La quatre vingt cinquième nuit
« LES marchands avec qui j’étais, continua Sindbad, ramassèrent des pierres et les jetèrent de toute leur force au haut des arbres contre les singes. Je suivis leur exemple, et je vis que les singes, instruits de notre dessein, cueillaient les cocos avec ardeur, et nous les jetaient avec des gestes qui marquaient leur colère et leur animosité. Nous ramassions les cocos, et nous jetions de temps en temps des pierres pour irriter les singes. Par cette ruse, nous remplissions nos sacs de ce fruit, qu’il nous eût été impossible d’avoir autrement.

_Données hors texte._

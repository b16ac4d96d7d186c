//! Host configuration for the sandbox runtime.
//!
//! Hosts embed the console next to their API docs and point it at a
//! concrete server. The configuration is plain JSON with `${VAR}`
//! environment expansion in string values, so deployments can inject
//! secrets (API keys in default headers) without templating the file.

use anyhow::Context;
use serde::Deserialize;
use std::collections::BTreeMap;
use std::env;
use url::Url;

/// Sandbox runtime configuration.
#[derive(Debug, Clone, Default, Deserialize)]
#[serde(rename_all = "camelCase")]
pub struct SandboxConfig {
    /// Server to resolve relative request URLs against. When absent,
    /// prepared URLs must already be absolute.
    #[serde(default)]
    pub base_url: Option<String>,

    /// Per-request timeout. When absent the client default applies.
    #[serde(default)]
    pub timeout_secs: Option<u64>,

    /// Headers applied to every request, overridable per request.
    #[serde(default)]
    pub headers: BTreeMap<String, String>,
}

impl SandboxConfig {
    /// Parse a configuration from JSON text, expanding `${VAR}` references
    /// in the base URL and header values.
    pub fn from_json(raw: &str) -> anyhow::Result<Self> {
        let mut cfg: Self =
            serde_json::from_str(raw).context("invalid sandbox configuration")?;

        if let Some(base) = cfg.base_url.as_mut() {
            *base = expand_env_vars(base);
        }
        for value in cfg.headers.values_mut() {
            *value = expand_env_vars(value);
        }

        Ok(cfg)
    }

    /// The parsed base URL, when one is configured.
    pub fn base(&self) -> anyhow::Result<Option<Url>> {
        self.base_url
            .as_deref()
            .map(|raw| Url::parse(raw).with_context(|| format!("invalid base URL `{raw}`")))
            .transpose()
    }
}

/// Replace `${NAME}` references with the named environment variable.
/// Unset variables are left as literal `${NAME}` so the problem stays
/// visible in the resulting value.
fn expand_env_vars(input: &str) -> String {
    let mut out = String::with_capacity(input.len());
    let mut rest = input;

    while let Some(start) = rest.find("${") {
        out.push_str(&rest[..start]);
        let after = &rest[start + 2..];
        match after.find('}') {
            Some(end) => {
                let name = &after[..end];
                match env::var(name) {
                    Ok(value) => out.push_str(&value),
                    Err(_) => {
                        out.push_str("${");
                        out.push_str(name);
                        out.push('}');
                    }
                }
                rest = &after[end + 1..];
            }
            None => {
                // Unterminated reference, keep it verbatim.
                out.push_str(&rest[start..]);
                rest = "";
            }
        }
    }

    out.push_str(rest);
    out
}
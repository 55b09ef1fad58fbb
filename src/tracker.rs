//! The façade callers drive: it moves puzzles through the engine, records
//! every change in the audit log and runs the post-transition hooks.

use chrono::{DateTime, Utc};
use tracing::{debug, warn};
use uuid::Uuid;

use crate::audit::{AuditEntry, BackfillReport, backfill_status_mtimes, latest_status_changes};
use crate::error::{HuntdeskError, Result};
use crate::hooks::{self, HookEffect, Notification, TransitionHook};
use crate::notify::{StatusSubscription, SubscriptionNotifier};
use crate::store::TrackerState;
use crate::testsolve::{GuessOutcome, SessionCascade, TestsolveSession};
use crate::workflow::{Puzzle, Status, StatusChange, StatusTag, WorkflowEngine};

/// What a status change request did.
#[derive(Debug, Clone, Default, PartialEq, Eq)]
pub struct TransitionOutcome {
    /// `None` when the puzzle was already in the requested status.
    pub change: Option<StatusChange>,
    /// Messages for the mail collaborator to deliver.
    pub notifications: Vec<Notification>,
}

pub struct Tracker {
    engine: WorkflowEngine,
    state: TrackerState,
}

impl Tracker {
    pub fn new(engine: WorkflowEngine, state: TrackerState) -> Self {
        Self { engine, state }
    }

    pub fn engine(&self) -> &WorkflowEngine {
        &self.engine
    }

    pub fn state(&self) -> &TrackerState {
        &self.state
    }

    pub fn into_state(self) -> TrackerState {
        self.state
    }

    pub fn puzzles(&self) -> impl Iterator<Item = &Puzzle> {
        self.state.puzzles.values()
    }

    pub fn puzzle(&self, id: u64) -> Result<&Puzzle> {
        self.state
            .puzzles
            .get(&id)
            .ok_or(HuntdeskError::PuzzleNotFound(id))
    }

    pub fn session(&self, id: u64) -> Result<&TestsolveSession> {
        self.state
            .sessions
            .get(&id)
            .ok_or(HuntdeskError::SessionNotFound(id))
    }

    /// Adds a puzzle in the initial status, authored by `author`.
    pub fn create_puzzle(&mut self, name: &str, author: &str, at: DateTime<Utc>) -> Result<u64> {
        let id = self.state.allocate_puzzle_id();
        let puzzle = Puzzle::new(id, name, at).with_author(author);
        self.state.log.append(
            AuditEntry::system(id, author, "Created puzzle", at).with_status_change(puzzle.status),
        )?;
        self.state.puzzles.insert(id, puzzle);
        debug!(puzzle_id = id, author, "Created puzzle");
        Ok(id)
    }

    /// Moves a puzzle to `to`, records it and runs the hooks.
    pub fn change_status(
        &mut self,
        id: u64,
        to: Status,
        actor: &str,
        at: DateTime<Utc>,
    ) -> Result<TransitionOutcome> {
        self.transition(id, None, to, actor, at, AuditEntry::from_change)
    }

    /// Like [`change_status`](Self::change_status), failing if the puzzle is
    /// no longer in `expected`.
    pub fn change_status_if(
        &mut self,
        id: u64,
        expected: Status,
        to: Status,
        actor: &str,
        at: DateTime<Utc>,
    ) -> Result<TransitionOutcome> {
        self.transition(id, Some(expected), to, actor, at, AuditEntry::from_change)
    }

    pub fn comment(
        &mut self,
        id: u64,
        author: &str,
        content: &str,
        at: DateTime<Utc>,
    ) -> Result<Uuid> {
        self.puzzle(id)?;
        let entry = self
            .state
            .log
            .append(AuditEntry::comment(id, author, content, at))?;
        Ok(entry.id)
    }

    /// A comment that may also move the puzzle. An unrecognised code is
    /// dropped with a warning and the comment is kept as a plain one.
    pub fn comment_with_status(
        &mut self,
        id: u64,
        author: &str,
        content: &str,
        code: Option<&str>,
        at: DateTime<Utc>,
    ) -> Result<TransitionOutcome> {
        let target = code.and_then(|c| {
            let status = Status::from_code(c);
            if status.is_none() {
                warn!(puzzle_id = id, code = c, "Ignoring unknown status on comment");
            }
            status
        });

        let Some(to) = target else {
            self.comment(id, author, content, at)?;
            return Ok(TransitionOutcome::default());
        };

        let outcome = self.transition(id, None, to, author, at, |change| {
            AuditEntry::comment(change.puzzle_id, author, content, change.at)
                .with_status_change(change.to)
        })?;
        if outcome.change.is_none() {
            self.comment(id, author, content, at)?;
        }
        Ok(outcome)
    }

    /// Reconstructs the status a puzzle had at `at` from its history.
    pub fn status_at(&self, id: u64, at: DateTime<Utc>) -> Result<StatusTag> {
        self.puzzle(id)?;
        Ok(self
            .state
            .log
            .reconstruct_status_at(id, at, Status::InitialIdea))
    }

    pub fn history(&self, id: u64) -> Vec<&AuditEntry> {
        self.state.log.for_puzzle(id).collect()
    }

    pub fn open_session(
        &mut self,
        puzzle_id: u64,
        user: &str,
        joinable: bool,
        at: DateTime<Utc>,
    ) -> Result<u64> {
        self.puzzle(puzzle_id)?;
        let id = self.state.allocate_session_id();
        let mut session = TestsolveSession::new(id, puzzle_id, at, joinable);
        session.join(user);
        self.state.log.append(
            AuditEntry::system(puzzle_id, user, format!("Created testsolve session #{id}"), at)
                .with_session(id),
        )?;
        self.state.sessions.insert(id, session);
        Ok(id)
    }

    /// Returns whether `user` was newly added.
    pub fn join_session(&mut self, session_id: u64, user: &str, at: DateTime<Utc>) -> Result<bool> {
        let mut session = self.session(session_id)?.clone();
        let Some(comment) = session.join(user) else {
            return Ok(false);
        };
        self.state.log.append(
            AuditEntry::system(session.puzzle_id, user, comment, at).with_session(session_id),
        )?;
        self.state.sessions.insert(session_id, session);
        Ok(true)
    }

    pub fn set_joinable(&mut self, session_id: u64, joinable: bool) -> Result<()> {
        self.state
            .sessions
            .get_mut(&session_id)
            .ok_or(HuntdeskError::SessionNotFound(session_id))?
            .set_joinable(joinable);
        Ok(())
    }

    pub fn guess(
        &mut self,
        session_id: u64,
        user: &str,
        guess: &str,
        at: DateTime<Utc>,
    ) -> Result<GuessOutcome> {
        let mut session = self.session(session_id)?.clone();
        let puzzle = self.puzzle(session.puzzle_id)?;

        let outcome = session.guess(user, guess, &puzzle.answers, at)?;
        let entry = AuditEntry::system(session.puzzle_id, user, outcome.comment.clone(), at)
            .with_session(session_id);
        self.state.log.append(entry)?;
        self.state.sessions.insert(session_id, session);
        Ok(outcome)
    }

    /// Subscribes `user` to puzzles entering `status`. Returns `false` if
    /// they already were.
    pub fn subscribe(&mut self, user: &str, email: &str, status: Status) -> bool {
        let exists = self
            .state
            .subscriptions
            .iter()
            .any(|s| s.user == user && s.status == status);
        if exists {
            return false;
        }
        self.state.subscriptions.push(StatusSubscription {
            user: user.to_string(),
            email: email.to_string(),
            status,
        });
        true
    }

    /// Number of puzzles the backfill will look at.
    pub fn backfill_len(&self) -> usize {
        latest_status_changes(&self.state.log).len()
    }

    /// Repairs `status_mtime` for every puzzle from the log, calling
    /// `progress` after each one.
    pub fn backfill(&mut self, progress: impl FnMut(u64)) -> BackfillReport {
        backfill_status_mtimes(&self.state.log, &mut self.state.puzzles, progress)
    }

    fn transition(
        &mut self,
        id: u64,
        expected: Option<Status>,
        to: Status,
        actor: &str,
        at: DateTime<Utc>,
        entry_for: impl FnOnce(&StatusChange) -> AuditEntry,
    ) -> Result<TransitionOutcome> {
        // Work on a copy so a rejected log append leaves the puzzle untouched.
        let mut updated = self.puzzle(id)?.clone();
        let change = match expected {
            Some(expected) => self
                .engine
                .apply_transition_if(&mut updated, expected, to, actor, at)?,
            None => self.engine.apply_transition(&mut updated, to, actor, at)?,
        };
        let Some(change) = change else {
            return Ok(TransitionOutcome::default());
        };

        self.state.log.append(entry_for(&change))?;
        self.state.puzzles.insert(id, updated);

        let notifications = self.run_hooks(&change)?;
        Ok(TransitionOutcome {
            change: Some(change),
            notifications,
        })
    }

    fn run_hooks(&mut self, change: &StatusChange) -> Result<Vec<Notification>> {
        let effects = {
            let mut cascade = SessionCascade::new(&mut self.state.sessions);
            let mut notifier = SubscriptionNotifier::new(&self.state.subscriptions);
            let mut hooks: [&mut dyn TransitionHook; 2] = [&mut cascade, &mut notifier];
            hooks::dispatch(&mut hooks, change)
        };

        let mut notifications = Vec::new();
        for effect in effects {
            match effect {
                HookEffect::SystemComment {
                    puzzle_id,
                    content,
                    testsolve_session,
                } => {
                    let mut entry =
                        AuditEntry::system(puzzle_id, change.actor.clone(), content, change.at);
                    entry.testsolve_session = testsolve_session;
                    self.state.log.append(entry)?;
                }
                HookEffect::Notify(notification) => notifications.push(notification),
            }
        }
        Ok(notifications)
    }
}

« Lorsque nous en eûmes plein nos sacs, nous nous en retournâmes à la ville, où le marchand qui m’avait envoyé à la forêt, me donna la valeur du sac de cocos que j’avais apporté. « Continuez, me dit-il, et allez tous les jours faire la même chose jusqu’à ce que vous ayez gagné de quoi vous reconduire chez vous. » Je le remerciai du bon conseil qu’il me donnait ; et insensiblement je fis un si grand amas de cocos, que j’en avais pour une somme considérable.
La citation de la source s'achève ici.